Telephone numbers must have 9 or 10 digits (5 pairs of two digits). In cases where only one digit of the first pairing is admitted, assumes that the 0 was skipped. Numbers are formatted as NN NN NN NN NN.
When the de or d' preposition is used to express currency, the currency symbol is not used to format. This usually occurs with large round numbers, for example, un milliard d'euro formatted as 1 milliard d'euro.
Internet email addresses with common format (for example, [alphanumeric+symbols]+ arobase [alphanumeric point]+ domainname ) are smart formatted. @ can be represented by any of these: arobase, chez, at, à.
Cardinals less than nine are not converted (to avoid j'ai un pomme -> j'ai 1 pomme and any other odd conversions.)
For ordinals, 'siècles' are rendered in roman numerals when given an ordinal adjective. dix-neuvième siècle -> XIXᵉ siècle.
Formatting of Fractions is supported. For example,un onzième -> 1/11.
Most of the punctuation symbols are added for special keywords that occur in appropriate places. When you use smart formatting, the service substitutes spoken or dictated punctuation symbols for the keyword strings.
- virgule (,), point (.), point d'interrogation (?), point d'exclamation (!), point-virgule (;), trait d'union (-).

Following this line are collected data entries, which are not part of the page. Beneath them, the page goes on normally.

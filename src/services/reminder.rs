use async_trait::async_trait;
use chrono::{DateTime, Duration, TimeZone, Utc};
use tracing::{info, warn};

use crate::api::NewsSource;
use crate::error::Result;
use crate::models::{Article, Language};

/// Identifier for the single daily reminder; scheduling under the same
/// id replaces whatever is still pending.
pub const DAILY_REMINDER_ID: &str = "news.daily";

const MAX_BODY_CHARS: usize = 100;

/// One local notification handed off to the platform scheduler.
#[derive(Debug, Clone, PartialEq, Eq)]
pub struct Reminder {
    pub id: String,
    pub title: String,
    pub body: String,
    pub hour: u8,
    pub minute: u8,
    pub repeats: bool,
}

/// Platform notification delivery, out of scope for this crate beyond
/// the contract: permission is a single async boolean outcome, and
/// scheduling with an existing id replaces the pending reminder.
#[async_trait]
pub trait ReminderScheduler: Send + Sync {
    async fn request_permission(&self) -> bool;
    async fn schedule(&self, reminder: Reminder) -> Result<()>;
    async fn cancel(&self, id: &str) -> Result<()>;
}

/// Reference scheduler that only logs; real delivery belongs to the
/// platform shell embedding this crate.
#[derive(Debug, Clone, Default)]
pub struct LogScheduler;

#[async_trait]
impl ReminderScheduler for LogScheduler {
    async fn request_permission(&self) -> bool {
        true
    }

    async fn schedule(&self, reminder: Reminder) -> Result<()> {
        info!(
            id = %reminder.id,
            hour = reminder.hour,
            minute = reminder.minute,
            title = %reminder.title,
            "scheduled reminder"
        );
        Ok(())
    }

    async fn cancel(&self, id: &str) -> Result<()> {
        info!(id, "cancelled reminder");
        Ok(())
    }
}

/// Today at hour:minute if that is still ahead, otherwise tomorrow.
pub fn next_occurrence(hour: u8, minute: u8, now: DateTime<Utc>) -> DateTime<Utc> {
    let today = now
        .date_naive()
        .and_hms_opt(hour as u32, minute as u32, 0)
        .map(|naive| Utc.from_utc_datetime(&naive))
        .unwrap_or(now);

    if today > now {
        today
    } else {
        today + Duration::days(1)
    }
}

/// The window [most recent hour:minute occurrence, now], used to count
/// how many articles appeared since the previous reminder fired.
pub fn window_since_last(hour: u8, minute: u8, now: DateTime<Utc>) -> (DateTime<Utc>, DateTime<Utc>) {
    let today = now
        .date_naive()
        .and_hms_opt(hour as u32, minute as u32, 0)
        .map(|naive| Utc.from_utc_datetime(&naive))
        .unwrap_or(now);

    let start = if now >= today {
        today
    } else {
        today - Duration::days(1)
    };
    (start, now)
}

fn truncated(text: &str, max_chars: usize) -> String {
    if text.chars().count() <= max_chars {
        return text.to_string();
    }
    let mut out: String = text.chars().take(max_chars).collect();
    out.push('…');
    out
}

fn fallback_title(language: Language) -> &'static str {
    match language {
        Language::Nl => "Vancoillie Nieuws",
        Language::En => "Vancoillie News",
    }
}

fn count_body(count: usize, language: Language) -> String {
    match (language, count) {
        (Language::Nl, 1) => "Er is 1 nieuw artikel.".to_string(),
        (Language::Nl, n) => format!("Er zijn {n} nieuwe artikelen."),
        (Language::En, 1) => "There is 1 new article.".to_string(),
        (Language::En, n) => format!("There are {n} new articles."),
    }
}

fn fallback_body(language: Language) -> &'static str {
    match language {
        Language::Nl => "Nieuwe artikels zijn beschikbaar.",
        Language::En => "New articles are available.",
    }
}

/// Dynamic reminder content: the newest article's title (truncated) when
/// one exists, and a localized count of articles published since the
/// previous hour:minute occurrence.
pub fn daily_content(
    articles: &[Article],
    hour: u8,
    minute: u8,
    now: DateTime<Utc>,
    language: Language,
) -> (String, String) {
    let (start, end) = window_since_last(hour, minute, now);
    let count = articles
        .iter()
        .filter(|a| a.date >= start && a.date <= end)
        .count();

    let title = articles
        .iter()
        .max_by_key(|a| a.date)
        .map(|a| truncated(&a.title, MAX_BODY_CHARS))
        .unwrap_or_else(|| fallback_title(language).to_string());

    let body = if count == 0 {
        fallback_body(language).to_string()
    } else {
        count_body(count, language)
    };

    (title, body)
}

/// Build the daily reminder from live data. A failed fetch falls back to
/// static localized content; the reminder path never errors out.
pub async fn build_daily_reminder<S: NewsSource>(
    source: &S,
    language: Language,
    hour: u8,
    minute: u8,
    now: DateTime<Utc>,
) -> Reminder {
    let (title, body) = match source.articles(language, None).await {
        Ok(articles) => daily_content(&articles, hour, minute, now, language),
        Err(e) => {
            warn!(error = %e, "reminder content fetch failed, using fallback text");
            (
                fallback_title(language).to_string(),
                fallback_body(language).to_string(),
            )
        }
    };

    Reminder {
        id: DAILY_REMINDER_ID.to_string(),
        title,
        body,
        hour,
        minute,
        repeats: true,
    }
}
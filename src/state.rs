// src/state.rs

use std::sync::Arc;

use axum::extract::FromRef;

use crate::{
    config::Config,
    services::live::SessionRegistry,
    session::AntiCheatMonitor,
    store::QuizStore,
};

#[derive(Clone)]
pub struct AppState {
    pub store: Arc<dyn QuizStore>,
    pub sessions: Arc<SessionRegistry>,
    pub monitor: AntiCheatMonitor,
    pub config: Config,
}

impl AppState {
    pub fn new(store: Arc<dyn QuizStore>, config: Config) -> Self {
        Self {
            store,
            sessions: Arc::new(SessionRegistry::new(config.session_retention())),
            monitor: AntiCheatMonitor::new(config.monitor()),
            config,
        }
    }
}

impl FromRef<AppState> for Arc<dyn QuizStore> {
    fn from_ref(state: &AppState) -> Self {
        state.store.clone()
    }
}

impl FromRef<AppState> for Arc<SessionRegistry> {
    fn from_ref(state: &AppState) -> Self {
        state.sessions.clone()
    }
}

impl FromRef<AppState> for Config {
    fn from_ref(state: &AppState) -> Self {
        state.config.clone()
    }
}
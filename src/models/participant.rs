// src/models/participant.rs

use serde::{Deserialize, Serialize};
use validator::Validate;

/// Identity a participant types in on the join screen.
/// All fields are free text and required.
#[derive(Debug, Clone, PartialEq, Eq, Serialize, Deserialize, Validate)]
pub struct Participant {
    #[validate(length(min = 1, max = 100, message = "Name is required."))]
    pub name: String,

    #[validate(length(min = 1, max = 100, message = "Roll number is required."))]
    pub roll_number: String,

    #[validate(length(min = 1, max = 100, message = "Branch is required."))]
    pub branch: String,
}

impl Participant {
    /// Returns a copy with surrounding whitespace removed from every field.
    /// Validate the result, not the raw input: "  " must count as empty.
    pub fn trimmed(&self) -> Self {
        Self {
            name: self.name.trim().to_string(),
            roll_number: self.roll_number.trim().to_string(),
            branch: self.branch.trim().to_string(),
        }
    }
}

Smart formatting Examples for French

The following table shows examples of final transcripts both with and without smart formatting. The transcripts are based on French audio.

Smart formatting example transcripts
Entity Type	Without smart formatting	With smart formatting
Dates	vingt-quatre juillet deux-mille-treize	24/7/2013
	dix-huit mai dix-neuf cent trente	18/5/1930
Times	huit heures du matin	8 h
	onze heures cinquante-sept	11 h 57
	deux heures de l'après-midi	14 h
Numbers	cent quarante-sept mille quatre cent cinquante et une	147451
	moins vingt-cinq-mille-trente-sept	25037
	vingt-troisièmes	23ᵉˢ
	quatre et deux quatrièmes	4 2/4
Phone numbers	double neuf douze trente-deux trente trente	99 12 32 30 30
	deux douze trente-deux trente trente	02 12 32 30 30
Currency values	deux dollars vingt	2,20 $
	cinq euro et soixante	5,60 €
	quatre virgule quatre-vingt milliards d'euros	4,80 milliards d'euros
Email, URL, IP	a b trois point s d d point trois arobase g mail point com	ab3.sdd.3@gmail.com
	w w w point web point c o point f r	www.web.co.fr
	double neuf dot trente-deux dot trente dot trente	99.32.30.30
Measures	quarante-deux-mille-deux-cent-cinquante-neuf par mètre carré	42 259 /m²
	deux cents kilomètres heure	200 km/h
Sequences	le document numéro zéro deux trente-six vingt-quatre	le document numéro 023624
	r t x dix-huit t i	rtx18ti

French-Canadian

In dates, the ordinalpremier is considered 1st of the month. The dates are formatted as DD/MM/YYYY.
Times are identified by keywords and prefix e.g. heures, de l'après-midi or du soir, du matin, midi. Times are formatted as 24H clock : HH h MM
Phone numbers must be either 911 or a number that contains 10 digits and/or starts with the number [+]1.
Internet email addresses with common format ( e.g. [alphanumeric+symbols]+ arobase [alphanumeric point]+ domainname ) are smart formatted. @ can be represented by any of these: arobase, chez, at, à.
Cardinals less than nine are not converted if they occur in midst of other text (to avoid j'ai un pomme -> j'ai 1 pomme and any other odd conversions). They are still formatted if they occur in isolation with no other text.
Formatting of Fractions is supported. e.g.un onzième -> 1/11
Most of the punctuation symbols are added for special keywords that occur in appropriate places. When you use smart formatting, the service substitutes spoken/dictated punctuation symbols for the keyword strings.
- virgule (,), point (.), point d'interrogation (?), point d'exclamation (!), point-virgule (;), trait d'union (-), etc.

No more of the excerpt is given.